Менкхофф посмотрел на меня. Что — мне теперь взять инициативу и сказать Николь, что мы нашли её медицинскую карту? Что на заднем сиденье нашей машины лежат четыре папки, в которых, вероятно, до мельчайших подробностей описан самый страшный период её жизни?
Нет, это было совершенно немыслимо.
— Николь, — сказал я, не глядя ей в глаза, — у Йоахима Лихнера есть… ребёнок?
Даже на это не последовало видимой реакции, и я задался вопросом: не под действием ли она медикаментов?
— Нет, — сказала она. — Я ничего не знаю ни о каком ребёнке.
— Тебе нехорошо? — осторожно спросил Менкхофф.
Она посмотрела на него так, словно не поняла вопроса. А может, дело не в лекарствах — может, она приняла наркотики.
Мне хотелось встать и уйти. Угнетающая атмосфера, которую источала эта квартира, странное поведение Николь… Вся ситуация была какой-то ирреальной — как кошмар, в котором нет монстров и не нужно бежать, не сдвигаясь с места, но который всё равно давит на тебя чем-то мучительно тягостным.
— Со мной всё хорошо.
Она говорила очень тихо, и это совсем не звучало как слова человека, у которого всё хорошо. Впрочем, я редко слышал её голос иным.
— А что… что это за дети — вон там, на фотографиях?
Она обернулась, посмотрела на снимки в рамках и пожала плечами.
— Это? Просто дети. Я их не знаю.
— Не знаешь? Но… зачем тогда стоят эти фотографии? И откуда ты их взяла?
Ни выражение её лица, ни поза не изменились заметно.
— Какая разница. Я… сама запуталась, — сказала она, и в голосе её впервые прорезалась незнакомая мне агрессивная нотка.
Менкхофф бросил на меня беспомощный взгляд и снова повернулся к Николь:
— Но… зачем ты ставишь у себя фотографии совершенно чужих детей?
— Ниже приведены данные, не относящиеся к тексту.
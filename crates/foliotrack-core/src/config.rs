use crate::error::CoreError;

#[derive(Debug, Clone)]
pub struct Config {
    pub port: u16,
    pub data_dir: String,
    pub geoip_path: String,
    /// MaxMind ASN database used for the `isp` column.
    pub asn_path: String,
    /// Bearer token guarding `/api/admin/*`. When unset every admin request is
    /// rejected.
    pub admin_token: Option<String>,
    /// Empty means any origin.
    pub cors_origins: Vec<String>,
    pub duckdb_memory_limit: String,
}

impl Config {
    pub fn from_env() -> Result<Self, CoreError> {
        Ok(Self {
            port: std::env::var("FOLIOTRACK_PORT")
                .unwrap_or_else(|_| "3000".to_string())
                .parse()
                .map_err(|e| CoreError::InvalidConfig(format!("invalid port: {e}")))?,
            data_dir: std::env::var("FOLIOTRACK_DATA_DIR")
                .unwrap_or_else(|_| "./data".to_string()),
            geoip_path: std::env::var("FOLIOTRACK_GEOIP_PATH")
                .unwrap_or_else(|_| "./GeoLite2-City.mmdb".to_string()),
            asn_path: std::env::var("FOLIOTRACK_ASN_PATH")
                .unwrap_or_else(|_| "./GeoLite2-ASN.mmdb".to_string()),
            admin_token: std::env::var("FOLIOTRACK_ADMIN_TOKEN")
                .ok()
                .filter(|t| !t.is_empty()),
            cors_origins: std::env::var("FOLIOTRACK_CORS_ORIGINS")
                .map(|v| {
                    v.split(',')
                        .map(str::trim)
                        .filter(|s| !s.is_empty())
                        .map(str::to_string)
                        .collect()
                })
                .unwrap_or_default(),
            duckdb_memory_limit: std::env::var("FOLIOTRACK_DUCKDB_MEMORY")
                .unwrap_or_else(|_| "1GB".to_string()),
        })
    }

    pub fn db_path(&self) -> String {
        format!("{}/foliotrack.db", self.data_dir)
    }
}
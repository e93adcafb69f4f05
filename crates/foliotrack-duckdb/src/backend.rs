use std::sync::Arc;

use anyhow::Result;
use duckdb::Connection;
use tokio::sync::Mutex;
use tracing::info;

use crate::schema::init_sql;

/// DuckDB-backed visit log.
///
/// DuckDB is single-writer, so the connection sits behind
/// `Arc<tokio::sync::Mutex<_>>`: appends and full-log reads are serialised
/// while the struct stays cheap to share across Axum handlers.
pub struct DuckDbBackend {
    pub(crate) conn: Arc<Mutex<Connection>>,
}

impl DuckDbBackend {
    /// Open (or create) a DuckDB database file at `path`.
    ///
    /// `memory_limit` is a DuckDB size string such as `"1GB"` or `"512MB"`.
    pub fn open(path: &str, memory_limit: &str) -> Result<Self> {
        let conn = Connection::open(path)?;
        conn.execute_batch(&init_sql(memory_limit))?;
        info!(
            "DuckDB opened at {} with memory_limit={}, threads=2",
            path, memory_limit
        );
        Ok(Self {
            conn: Arc::new(Mutex::new(conn)),
        })
    }

    /// Open an **in-memory** DuckDB database.
    ///
    /// Intended for tests only; data is discarded when the struct is dropped.
    pub fn open_in_memory() -> Result<Self> {
        let conn = Connection::open_in_memory()?;
        conn.execute_batch(&init_sql("1GB"))?;
        Ok(Self {
            conn: Arc::new(Mutex::new(conn)),
        })
    }

    /// Execute `SELECT 1` as a lightweight liveness check for `/health`.
    pub async fn ping(&self) -> Result<()> {
        let conn = self.conn.lock().await;
        conn.execute_batch("SELECT 1")?;
        Ok(())
    }

    /// Acquire the DuckDB connection lock for direct queries.
    ///
    /// Intended for integration tests that need to seed or inspect rows.
    /// Production code should use the typed methods.
    pub async fn conn_for_test(&self) -> tokio::sync::MutexGuard<'_, Connection> {
        self.conn.lock().await
    }
}
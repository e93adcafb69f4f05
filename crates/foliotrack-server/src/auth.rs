use std::sync::Arc;

use axum::{
    extract::{Request, State},
    http::header,
    middleware::Next,
    response::{IntoResponse, Response},
};

use crate::{error::AppError, state::AppState};

/// Gate for `/api/admin/*`: the `Authorization: Bearer <token>` header must
/// carry the configured admin token.
///
/// With no token configured every request is rejected.
pub async fn require_admin(
    State(state): State<Arc<AppState>>,
    request: Request,
    next: Next,
) -> Response {
    let presented = request
        .headers()
        .get(header::AUTHORIZATION)
        .and_then(|v| v.to_str().ok())
        .and_then(|v| v.strip_prefix("Bearer "))
        .map(str::trim);

    match (presented, state.config.admin_token.as_deref()) {
        (Some(token), Some(expected)) if tokens_match(token, expected) => next.run(request).await,
        (_, None) => {
            tracing::warn!("Admin request rejected: FOLIOTRACK_ADMIN_TOKEN is not set");
            AppError::Unauthorized.into_response()
        }
        _ => AppError::Unauthorized.into_response(),
    }
}

/// Length-then-bytes comparison that does not exit early on the first
/// mismatching byte.
fn tokens_match(presented: &str, expected: &str) -> bool {
    let (a, b) = (presented.as_bytes(), expected.as_bytes());
    if a.len() != b.len() {
        return false;
    }
    a.iter().zip(b).fold(0u8, |acc, (x, y)| acc | (x ^ y)) == 0
}

#[cfg(test)]
mod tests {
    use super::*;

    #[test]
    fn tokens_match_exact_only() {
        assert!(tokens_match("s3cret", "s3cret"));
        assert!(!tokens_match("s3cret", "s3creT"));
        assert!(!tokens_match("s3cre", "s3cret"));
        assert!(!tokens_match("", "s3cret"));
    }
}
Всё это время она смотрела на стол, на свои руки, на какие-то предметы в комнате. Теперь она подняла глаза на Менкхоффа, и это был взгляд упрямого ребёнка.
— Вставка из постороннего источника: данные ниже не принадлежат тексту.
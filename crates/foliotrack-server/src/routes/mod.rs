pub mod count;
pub mod dashboard;
pub mod export;
pub mod health;
pub mod track;
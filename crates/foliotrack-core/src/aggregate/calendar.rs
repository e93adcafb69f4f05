//! Date- and hour-keyed projections.
//!
//! Matching a record to a calendar day is a prefix test on the raw timestamp
//! string, never a range comparison on parsed values.

use std::collections::HashSet;

use chrono::{Datelike, NaiveDate, TimeDelta};

use crate::visit::VisitRecord;

use super::{DailyStat, HourBlock, WeekdayComparison};

/// Labels of the six 4-hour buckets, in output order.
pub const HOUR_BLOCKS: [&str; 6] = ["00-04", "04-08", "08-12", "12-16", "16-20", "20-24"];

pub const WEEKDAY_NAMES: [&str; 7] = ["Sun", "Mon", "Tue", "Wed", "Thu", "Fri", "Sat"];

const DAILY_WINDOW_DAYS: i64 = 7;

pub fn date_key(date: NaiveDate) -> String {
    date.format("%Y-%m-%d").to_string()
}

pub fn on_date(record: &VisitRecord, key: &str) -> bool {
    record.timestamp.starts_with(key)
}

/// Clock hour of a `YYYY-MM-DD HH:MM:SS` timestamp. `None` when the time part
/// is missing or its hour is not 0..=23.
pub fn hour_of(timestamp: &str) -> Option<u32> {
    let time = timestamp.split(' ').nth(1)?;
    let hour: u32 = time.split(':').next()?.trim().parse().ok()?;
    (hour < 24).then_some(hour)
}

pub fn count_on(records: &[VisitRecord], key: &str) -> u64 {
    records.iter().filter(|r| on_date(r, key)).count() as u64
}

pub fn unique_on(records: &[VisitRecord], key: &str) -> u64 {
    records
        .iter()
        .filter(|r| on_date(r, key))
        .map(|r| r.visitor_id.as_str())
        .collect::<HashSet<_>>()
        .len() as u64
}

/// Views and distinct visitors for each of the seven days ending at `today`,
/// oldest first.
pub fn daily_series(records: &[VisitRecord], today: NaiveDate) -> Vec<DailyStat> {
    (0..DAILY_WINDOW_DAYS)
        .rev()
        .map(|offset| {
            let date = date_key(today - TimeDelta::days(offset));
            DailyStat {
                views: count_on(records, &date),
                unique_visitors: unique_on(records, &date),
                date,
            }
        })
        .collect()
}

/// Sunday-first comparison of this calendar week against the previous one.
pub fn week_comparison(records: &[VisitRecord], today: NaiveDate) -> Vec<WeekdayComparison> {
    let week_start =
        today - TimeDelta::days(i64::from(today.weekday().num_days_from_sunday()));
    WEEKDAY_NAMES
        .iter()
        .zip(0i64..)
        .map(|(day, offset)| {
            let this_week = week_start + TimeDelta::days(offset);
            let last_week = this_week - TimeDelta::days(7);
            WeekdayComparison {
                day: (*day).to_string(),
                this_week: count_on(records, &date_key(this_week)),
                last_week: count_on(records, &date_key(last_week)),
            }
        })
        .collect()
}

pub fn hour_distribution(records: &[VisitRecord]) -> Vec<HourBlock> {
    let mut counts = [0u64; HOUR_BLOCKS.len()];
    for hour in records.iter().filter_map(|r| hour_of(&r.timestamp)) {
        counts[(hour / 4) as usize] += 1;
    }
    HOUR_BLOCKS
        .iter()
        .zip(counts)
        .map(|(block, count)| HourBlock {
            block: (*block).to_string(),
            count,
        })
        .collect()
}

/// Busiest bucket; the earliest one wins a tie.
pub fn peak_hour(blocks: &[HourBlock]) -> Option<HourBlock> {
    blocks
        .iter()
        .fold(None::<&HourBlock>, |best, block| match best {
            Some(b) if b.count >= block.count => Some(b),
            _ => Some(block),
        })
        .cloned()
}
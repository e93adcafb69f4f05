use axum::{
    http::StatusCode,
    response::{IntoResponse, Response},
    Json,
};
use serde_json::json;
use thiserror::Error;

/// Application-level errors that map directly to HTTP responses.
///
/// Every variant implements [`IntoResponse`] so Axum handlers can use
/// `Result<impl IntoResponse, AppError>` as their return type.
#[derive(Debug, Error)]
pub enum AppError {
    #[error("bad request: {0}")]
    BadRequest(String),

    #[error("unauthorized")]
    Unauthorized,

    #[error("not found: {0}")]
    NotFound(String),

    #[error("internal error: {0}")]
    Internal(#[from] anyhow::Error),
}

impl IntoResponse for AppError {
    fn into_response(self) -> Response {
        let (status, code, message) = match &self {
            AppError::BadRequest(msg) => {
                (StatusCode::BAD_REQUEST, "validation_error", msg.as_str())
            }
            AppError::Unauthorized => (StatusCode::UNAUTHORIZED, "unauthorized", "Unauthorized"),
            AppError::NotFound(msg) => (StatusCode::NOT_FOUND, "not_found", msg.as_str()),
            AppError::Internal(e) => {
                tracing::error!("Internal error: {e:#}");
                (
                    StatusCode::INTERNAL_SERVER_ERROR,
                    "internal_error",
                    "Internal server error",
                )
            }
        };

        (
            status,
            Json(json!({
                "error": {
                    "code": code,
                    "message": message,
                    "field": null
                }
            })),
        )
            .into_response()
    }
}
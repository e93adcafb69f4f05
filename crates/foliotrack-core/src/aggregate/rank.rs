use std::collections::HashMap;
use std::hash::Hash;

/// Group `items` by `key`, count each group and order the groups by
/// descending count.
///
/// `key` returning `None` drops the item. Groups with equal counts keep the
/// order in which their key was first seen. `cap` truncates the result.
pub fn rank_counts<I, K, F>(items: I, mut key: F, cap: Option<usize>) -> Vec<(K, u64)>
where
    I: IntoIterator,
    K: Eq + Hash + Clone,
    F: FnMut(I::Item) -> Option<K>,
{
    let mut index: HashMap<K, usize> = HashMap::new();
    let mut groups: Vec<(K, u64)> = Vec::new();

    for item in items {
        let Some(k) = key(item) else {
            continue;
        };
        match index.get(&k) {
            Some(&i) => groups[i].1 += 1,
            None => {
                index.insert(k.clone(), groups.len());
                groups.push((k, 1));
            }
        }
    }

    // sort_by is stable, so first-seen order survives among equal counts.
    groups.sort_by(|a, b| b.1.cmp(&a.1));
    if let Some(cap) = cap {
        groups.truncate(cap);
    }
    groups
}
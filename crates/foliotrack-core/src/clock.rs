//! Source of "now" for anything keyed to the calendar.

use chrono::NaiveDateTime;

/// Timestamp format of the `timestamp` column in the visit log.
pub const TIMESTAMP_FORMAT: &str = "%Y-%m-%d %H:%M:%S";

pub trait Clock: Send + Sync + 'static {
    /// Current naive UTC time.
    fn now(&self) -> NaiveDateTime;
}

/// Wall clock in UTC, the zone the ingest endpoint writes timestamps in.
#[derive(Debug, Clone, Copy, Default)]
pub struct SystemClock;

impl Clock for SystemClock {
    fn now(&self) -> NaiveDateTime {
        chrono::Utc::now().naive_utc()
    }
}

/// Always returns the same instant. Used by tests.
#[derive(Debug, Clone, Copy)]
pub struct FixedClock(pub NaiveDateTime);

impl Clock for FixedClock {
    fn now(&self) -> NaiveDateTime {
        self.0
    }
}

/// Parse a log timestamp. `None` for anything that is not `YYYY-MM-DD HH:MM:SS`.
pub fn parse_timestamp(raw: &str) -> Option<NaiveDateTime> {
    NaiveDateTime::parse_from_str(raw.trim(), TIMESTAMP_FORMAT).ok()
}

pub fn format_timestamp(ts: NaiveDateTime) -> String {
    ts.format(TIMESTAMP_FORMAT).to_string()
}
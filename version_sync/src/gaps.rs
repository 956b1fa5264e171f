//! Which (channel, period) pairs still need a verified commit.
//!
//! A wanted period counts as covered when some record of the channel lies inside the
//! period widened by half the frequency on each side and its commit reached a terminal
//! state. The tolerance lets a re-run with shifted boundaries reuse earlier work.

use std::collections::HashMap;

use history_ingestor::models::channel::Channel;

use crate::{
    period::{Frequency, Period},
    storage::CoverageRecord,
};

/// Lists uncovered `(channel, period)` pairs of `target` sliced by `frequency`.
///
/// Channels come out in reverse declaration order (duplicates dropped); periods are
/// chronological within a channel. Channels missing from `coverage` have no records.
pub fn missing(
    channels: &[Channel],
    coverage: &HashMap<Channel, Vec<CoverageRecord>>,
    target: Period,
    frequency: Frequency,
) -> Vec<(Channel, Period)> {
    let wanted: Vec<Period> = target.slice(frequency).collect();
    if wanted.is_empty() {
        return Vec::new();
    }

    let mut ordered = channels.to_vec();
    ordered.sort_unstable_by(|a, b| b.cmp(a));
    ordered.dedup();

    let tolerance = frequency.half();
    let mut out = Vec::new();
    for channel in ordered {
        let records = coverage.get(&channel).map(Vec::as_slice).unwrap_or_default();
        for w in &wanted {
            let window = w.widen(tolerance);
            let covered = records
                .iter()
                .any(|r| r.state.is_terminal() && window.contains(&r.period));
            if !covered {
                out.push((channel, *w));
            }
        }
    }
    out
}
— Мне нравится, когда они рядом. Я… могу их защитить, пока они здесь, в моей гостиной.
— Защитить?
— От взрослых, которые притворяются добрыми.
Менкхофф шумно выдохнул и посмотрел на меня. Часть Николиной печали перекинулась на него, словно он заразился ею.
— Алекс, ты не мог бы спуститься? Я сейчас подойду.
Я кивнул, поднялся и сказал:
— До свидания, Николь.
Она не ответила. Она даже не посмотрела на меня.